A videocassette tape about the 1982 Chicago-area Tylenol killings was found in the home of a 20-year-old man who has admitted attempting to extort $2 million from authorities in the recent New York Tylenol poisonings, it was disclosed in a court hearing today.

However, Carl Vergari, the Westchester County district attorney, said discovery of the tape does not change prosecutors' assessment that the would-be extortionist was not the New York killer but an opportunist trying to make money after the tragedy.

DeWitt Gilmore Jr., author of the $2 million extortion letter, appeared in U.S. District Court here for a bail hearing on an unrelated charge of credit card fraud. A copy of the extortion letter, sent to local police, was found in Gilmore's home last week by Secret Service agents investigating the credit card case.

U.S. Magistrate Joel Tyler denied Gilmore bail in that case. He has not been charged in connection with the letter, in which he claimed responsibility for the death of Diane Elsroth, 23, a Peekskill, N.Y., woman who died Feb. 8 after taking Extra-Strength Tylenol capsules tainted with cyanide.

Polly Alpert, a spokeswoman for Video Publishing House of Novi, Mich., which made the cassette called "The Reselling of Tylenol," said it is sold to universities, corporations and libraries and is based on a CBS News "60 Minutes" segment broadcast in 1982.

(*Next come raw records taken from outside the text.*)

#![allow(unused_assignments)]

use std::path::{Path, PathBuf};

use miette::Diagnostic;
use thiserror::Error;

#[derive(Debug, Error, Diagnostic)]
pub enum ScriptgenError {
    #[error("Empty file path at \"{}\"", path.display())]
    #[diagnostic(help("Select a template document to generate from"))]
    EmptyPath { path: PathBuf },

    #[error("Invalid asset type at \"{}\". \"{asset}\" asset should be a script", path.display())]
    #[diagnostic(help("Template documents are plain-text source files"))]
    NotAScript { asset: String, path: PathBuf },

    #[error("Invalid file extension at \"{}\". Extension should be {expected}", path.display())]
    #[diagnostic(help("Rename the template so its file name ends with {expected}"))]
    WrongExtension { path: PathBuf, expected: String },

    #[error("Invalid file path at \"{}\". File not found", path.display())]
    MissingFile { path: PathBuf },

    #[error(
        "Invalid script at \"{}\". Script doesn't declare any public type. \
         It should declare a type that implements \"{contract}\"",
        path.display()
    )]
    #[diagnostic(help("Add a public type and an `impl {contract} for <Type>` block"))]
    NoDeclaredLogic { path: PathBuf, contract: String },

    #[error(
        "Invalid script at \"{}\". Declared \"{type_name}\" type should implement \"{contract}\"",
        path.display()
    )]
    LogicDoesNotConform {
        path: PathBuf,
        type_name: String,
        contract: String,
    },

    #[error(
        "Invalid script at \"{}\". Multiple types implement \"{contract}\": {}",
        path.display(),
        type_names.join(", ")
    )]
    #[diagnostic(help("A template document must declare exactly one generation type"))]
    AmbiguousLogic {
        path: PathBuf,
        type_names: Vec<String>,
        contract: String,
    },

    #[error("No generation logic registered for \"{type_name}\" declared at \"{}\"", path.display())]
    #[diagnostic(help(
        "Register a native factory or add a {type_name}.rhai script next to the template"
    ))]
    UnregisteredLogic { path: PathBuf, type_name: String },

    #[error("Invalid output name \"{name}\" declared at \"{}\". {reason}", path.display())]
    #[diagnostic(help("Output names are bare file names, written next to the template"))]
    InvalidOutputName {
        path: PathBuf,
        name: String,
        reason: String,
    },

    #[error("Generator script '{}' failed: {message}", script.display())]
    #[diagnostic(help("Check the Rhai script for errors"))]
    Script { script: PathBuf, message: String },

    #[error("Failed to parse {}", path.display())]
    #[diagnostic(help("Check the TOML syntax in your scriptgen.toml file"))]
    ConfigParse {
        path: PathBuf,
        #[source]
        source: toml::de::Error,
    },

    #[error("Invalid configuration: {reason}")]
    ConfigInvalid { reason: String },

    #[error("IO error: {context}")]
    Io {
        context: String,
        #[source]
        source: std::io::Error,
    },
}

/// Coarse classification of a [`ScriptgenError`], stable across message changes.
#[derive(Debug, Clone, Copy, PartialEq, Eq)]
pub enum FailureKind {
    EmptyPath,
    NotAScript,
    WrongExtension,
    MissingFile,
    NoDeclaredLogic,
    LogicDoesNotConform,
    AmbiguousLogic,
    UnregisteredLogic,
    InvalidOutputName,
    Script,
    Config,
    Io,
}

impl ScriptgenError {
    pub fn kind(&self) -> FailureKind {
        match self {
            Self::EmptyPath { .. } => FailureKind::EmptyPath,
            Self::NotAScript { .. } => FailureKind::NotAScript,
            Self::WrongExtension { .. } => FailureKind::WrongExtension,
            Self::MissingFile { .. } => FailureKind::MissingFile,
            Self::NoDeclaredLogic { .. } => FailureKind::NoDeclaredLogic,
            Self::LogicDoesNotConform { .. } => FailureKind::LogicDoesNotConform,
            Self::AmbiguousLogic { .. } => FailureKind::AmbiguousLogic,
            Self::UnregisteredLogic { .. } => FailureKind::UnregisteredLogic,
            Self::InvalidOutputName { .. } => FailureKind::InvalidOutputName,
            Self::Script { .. } => FailureKind::Script,
            Self::ConfigParse { .. } | Self::ConfigInvalid { .. } => FailureKind::Config,
            Self::Io { .. } => FailureKind::Io,
        }
    }

    /// The path the failure is attached to, when it originates from one.
    pub fn path(&self) -> Option<&Path> {
        match self {
            Self::EmptyPath { path }
            | Self::NotAScript { path, .. }
            | Self::WrongExtension { path, .. }
            | Self::MissingFile { path }
            | Self::NoDeclaredLogic { path, .. }
            | Self::LogicDoesNotConform { path, .. }
            | Self::AmbiguousLogic { path, .. }
            | Self::UnregisteredLogic { path, .. }
            | Self::InvalidOutputName { path, .. }
            | Self::ConfigParse { path, .. } => Some(path),
            Self::Script { script, .. } => Some(script),
            Self::ConfigInvalid { .. } | Self::Io { .. } => None,
        }
    }
}

pub type Result<T> = std::result::Result<T, ScriptgenError>;
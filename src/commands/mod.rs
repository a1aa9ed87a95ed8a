pub mod check;
pub mod generate;
pub mod list;

use std::path::Path;

use miette::Result;
use scriptgen::logic::LogicRegistry;
use scriptgen::Generator;

use crate::cli::GeneratorArgs;

/// Build a generator from the config governing `start`, with CLI overrides applied.
pub fn build_generator(start: &Path, args: GeneratorArgs) -> Result<Generator> {
    let mut generator = Generator::discover(start, LogicRegistry::new())?;

    for dir in args.scripts {
        generator.registry_mut().add_script_dir(dir);
    }

    let config = generator.config_mut();
    if let Some(extension) = args.extension {
        config.source_extension = extension;
    }
    if let Some(contract) = args.contract {
        config.contract = contract;
    }
    config.validate()?;

    Ok(generator)
}
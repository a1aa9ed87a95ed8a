//! Template for the Player component.
use scriptgen_templates::ClassTemplate;

pub struct PlayerTemplate;

impl ClassTemplate for PlayerTemplate {}

/*<name>Player</name>*/

/*<code>
pub struct Player {
    pub health: u32,
}
</code>*/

Vergari said prosecutors still believe Gilmore's letter was "a bungled attempt to cash in on the Tylenol scare." So far, he added, the investigation by the Federal Bureau of Investigation, Yonkers, N.Y., police and his office has produced "no hard leads."

Owen McClain, deputy police chief of Yonkers, where Elsroth was visiting her boyfriend when she died, said "nothing conclusive" was found on visits Monday to Pennsylvania with the FBI to a Tylenol factory and distribution center.

The Food and Drug Administration said it has tested 270,400 Tylenol capsules collected in Westchester County. Johnson & Johnson, Tylenol's maker, said Monday that it would no longer manufacture the medication in capsule form.

*Elsroth's mother, Felicia, told United Press International today that the decision came "three years too late," and company Chairman James Burke said he wished the capsules had not been returned to the market after 1982. "I wish we had never gone back to marketing these capsules," Burke told WABC-TV.